My goals in searching for employment were 1) near zero commitment, 2) something that gets me out of the house, 3) the ability to have weekdays off when I want them. Joining a temp agency has worked out well for me. I work three weeks out of four, bring home enough to pay my startlingly low rent and expenses, and put about $600 a month into the bank (if I don't decide I need another wardrobe update).
This sounds like you want to be a "bicycle dispatch rider" (I hope, I found some meaningful translation). I had two friends working in that area, and their job description matched 100% to what you describe you want.
However, you must be able to handle the street-stress. Sometimes I think they are suicidal in how they drive through the city.
The term you're looking for is "bike messenger", I believe.
I actually did consider that, but I believe you have to provide your own bicycle.
Note that to a very great extent these "muse" ideas are like tricks to make money on the stock market: the people who know about them have no incentive to share them. If everyone and his brother start selling nutritional supplements, that scheme is very quickly going to become unprofitable.

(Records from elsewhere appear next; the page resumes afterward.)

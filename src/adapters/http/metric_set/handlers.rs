//! HTTP handlers for metric set endpoints.

use std::sync::Arc;

use axum::{
    extract::{Path, State},
    http::StatusCode,
    response::{IntoResponse, Response},
    Json,
};

use crate::adapters::http::error::{handle_assessment_error, ErrorResponse};
use crate::adapters::http::middleware::RequireUser;
use crate::application::handlers::metric_set::{
    AddMetricCommand, AddMetricHandler, CreateMetricSetCommand, CreateMetricSetHandler,
    GetMetricSetHandler, GetMetricSetQuery, ListMetricSetsHandler, ListMetricSetsQuery,
    RemoveMetricCommand, RemoveMetricHandler, TargetChange, UpdateMetricTargetsCommand,
    UpdateMetricTargetsHandler,
};
use crate::domain::assessment::{MetricDefinition, MetricKey};
use crate::domain::foundation::MetricSetId;

use super::dto::{
    CreateMetricSetRequest, MetricDefinitionRequest, MetricSetListResponse, MetricSetResponse,
    MetricSetRescoredResponse, UpdateTargetsRequest, UpdateTargetsResponse,
};

// ════════════════════════════════════════════════════════════════════════════
// Handler state
// ════════════════════════════════════════════════════════════════════════════

#[derive(Clone)]
pub struct MetricSetHandlers {
    create_handler: Arc<CreateMetricSetHandler>,
    get_handler: Arc<GetMetricSetHandler>,
    list_handler: Arc<ListMetricSetsHandler>,
    update_targets_handler: Arc<UpdateMetricTargetsHandler>,
    add_metric_handler: Arc<AddMetricHandler>,
    remove_metric_handler: Arc<RemoveMetricHandler>,
}

impl MetricSetHandlers {
    pub fn new(
        create_handler: Arc<CreateMetricSetHandler>,
        get_handler: Arc<GetMetricSetHandler>,
        list_handler: Arc<ListMetricSetsHandler>,
        update_targets_handler: Arc<UpdateMetricTargetsHandler>,
        add_metric_handler: Arc<AddMetricHandler>,
        remove_metric_handler: Arc<RemoveMetricHandler>,
    ) -> Self {
        Self {
            create_handler,
            get_handler,
            list_handler,
            update_targets_handler,
            add_metric_handler,
            remove_metric_handler,
        }
    }
}

// ════════════════════════════════════════════════════════════════════════════
// HTTP handlers
// ════════════════════════════════════════════════════════════════════════════

/// POST /api/metric-sets - Create a metric set
pub async fn create_metric_set(
    State(handlers): State<MetricSetHandlers>,
    RequireUser(caller): RequireUser,
    Json(req): Json<CreateMetricSetRequest>,
) -> Response {
    let metrics: Result<Vec<MetricDefinition>, _> =
        req.metrics.into_iter().map(MetricDefinition::try_from).collect();
    let metrics = match metrics {
        Ok(metrics) => metrics,
        Err(e) => {
            return (StatusCode::BAD_REQUEST, Json(ErrorResponse::bad_request(e.to_string())))
                .into_response()
        }
    };

    let cmd = CreateMetricSetCommand {
        name: req.name,
        description: req.description,
        metrics,
    };

    match handlers.create_handler.handle(cmd, caller.metadata()).await {
        Ok(set) => {
            let response: MetricSetResponse = set.into();
            (StatusCode::CREATED, Json(response)).into_response()
        }
        Err(e) => handle_assessment_error(e),
    }
}

/// GET /api/metric-sets - List the caller's metric sets
pub async fn list_metric_sets(
    State(handlers): State<MetricSetHandlers>,
    RequireUser(caller): RequireUser,
) -> Response {
    let query = ListMetricSetsQuery {
        user_id: caller.user_id,
    };

    match handlers.list_handler.handle(query).await {
        Ok(sets) => {
            let response: MetricSetListResponse = sets.into();
            (StatusCode::OK, Json(response)).into_response()
        }
        Err(e) => handle_assessment_error(e),
    }
}

/// GET /api/metric-sets/:id - Get a metric set
pub async fn get_metric_set(
    State(handlers): State<MetricSetHandlers>,
    RequireUser(caller): RequireUser,
    Path(metric_set_id): Path<String>,
) -> Response {
    let Ok(metric_set_id) = metric_set_id.parse::<MetricSetId>() else {
        return ErrorResponse::invalid_id("metric set");
    };

    let query = GetMetricSetQuery {
        metric_set_id,
        user_id: caller.user_id,
    };

    match handlers.get_handler.handle(query).await {
        Ok(set) => {
            let response: MetricSetResponse = set.into();
            (StatusCode::OK, Json(response)).into_response()
        }
        Err(e) => handle_assessment_error(e),
    }
}

/// PATCH /api/metric-sets/:id/targets - Change targets and rescore assessments
pub async fn update_targets(
    State(handlers): State<MetricSetHandlers>,
    RequireUser(caller): RequireUser,
    Path(metric_set_id): Path<String>,
    Json(req): Json<UpdateTargetsRequest>,
) -> Response {
    let Ok(metric_set_id) = metric_set_id.parse::<MetricSetId>() else {
        return ErrorResponse::invalid_id("metric set");
    };

    let changes: Result<Vec<TargetChange>, _> =
        req.changes.into_iter().map(TargetChange::try_from).collect();
    let changes = match changes {
        Ok(changes) => changes,
        Err(e) => {
            return (StatusCode::BAD_REQUEST, Json(ErrorResponse::bad_request(e.to_string())))
                .into_response()
        }
    };

    let cmd = UpdateMetricTargetsCommand {
        metric_set_id,
        changes,
    };

    match handlers
        .update_targets_handler
        .handle(cmd, caller.metadata())
        .await
    {
        Ok(result) => {
            let response: UpdateTargetsResponse = result.into();
            (StatusCode::OK, Json(response)).into_response()
        }
        Err(e) => handle_assessment_error(e),
    }
}

/// POST /api/metric-sets/:id/metrics - Add a metric and rescore assessments
pub async fn add_metric(
    State(handlers): State<MetricSetHandlers>,
    RequireUser(caller): RequireUser,
    Path(metric_set_id): Path<String>,
    Json(req): Json<MetricDefinitionRequest>,
) -> Response {
    let Ok(metric_set_id) = metric_set_id.parse::<MetricSetId>() else {
        return ErrorResponse::invalid_id("metric set");
    };
    let metric = match MetricDefinition::try_from(req) {
        Ok(metric) => metric,
        Err(e) => {
            return (StatusCode::BAD_REQUEST, Json(ErrorResponse::bad_request(e.to_string())))
                .into_response()
        }
    };

    let cmd = AddMetricCommand {
        metric_set_id,
        metric,
    };

    match handlers.add_metric_handler.handle(cmd, caller.metadata()).await {
        Ok(result) => {
            let response: MetricSetRescoredResponse = result.into();
            (StatusCode::CREATED, Json(response)).into_response()
        }
        Err(e) => handle_assessment_error(e),
    }
}

/// DELETE /api/metric-sets/:id/metrics/:key - Remove a metric and rescore assessments
pub async fn remove_metric(
    State(handlers): State<MetricSetHandlers>,
    RequireUser(caller): RequireUser,
    Path((metric_set_id, key)): Path<(String, String)>,
) -> Response {
    let Ok(metric_set_id) = metric_set_id.parse::<MetricSetId>() else {
        return ErrorResponse::invalid_id("metric set");
    };
    let key = match MetricKey::new(key) {
        Ok(key) => key,
        Err(e) => {
            return (StatusCode::BAD_REQUEST, Json(ErrorResponse::bad_request(e.to_string())))
                .into_response()
        }
    };

    let cmd = RemoveMetricCommand { metric_set_id, key };

    match handlers.remove_metric_handler.handle(cmd, caller.metadata()).await {
        Ok(result) => {
            let response: MetricSetRescoredResponse = result.into();
            (StatusCode::OK, Json(response)).into_response()
        }
        Err(e) => handle_assessment_error(e),
    }
}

Conclusion: probably to find a muse or optimal employment, you have to get out there and search.
Partially true; but some markets are so deeply suboptimal that a guy can come to the country with 10 bucks and take over the small hotel industry, one hotel at a time
http://www.time.com/time/magazine/article/0,9171,644169-2,00.html
The amorphous field of lifestyle design seems like it should offer tools and principles for both generating and implementing options.
This list of lifestyle design resources seems like a good place to start. Timothy Ferriss's blog also contains a category for case studies that might be helpful.
How about becoming a teacher? I don't know what the situation is like in the USA, but here in Germany you get around 40000 Euro ( about 60000 Dollars) after 5 years and can't lose your job. You have really long holidays and with more experience your workload should also decrease. I guess 30-35 hours per week will suffice. IMO there are a lot of bad teachers out there, although this profession is important and meaningful. As a teacher you can transform and influence the life of many children. If only I had had good teachers... Or am I seriously mistaken and naive? Anyone out there with some experience?
it might be helpful to say what you're trying to optimize for
How about: Optimize the security of your income.
If you have an illness which precludes you to work effectively and/or efficiently or at all for about 30-40% of the year (but you still get paid), and you have found a boss who does not fire you despite that miserable performance, you would be well advised to keep that job, and not go off into Startup- or Outback-Land.
Related to: Optimal Employment, Best career models for doing research?, (Virtual) Employment Open Thread
In Optimal Employment Louie discussed some biases that lead people away from optimal employment, and gave working in Australia as an option for such employment. What are some other options?
Your optimal employment will depend on how much you care about a variety of things (free time, money, etc.) so when discussing options it might be helpful to say what you're trying to optimize for.
In addition to proposing options we could list resources that might be helpful for generating or implementing options.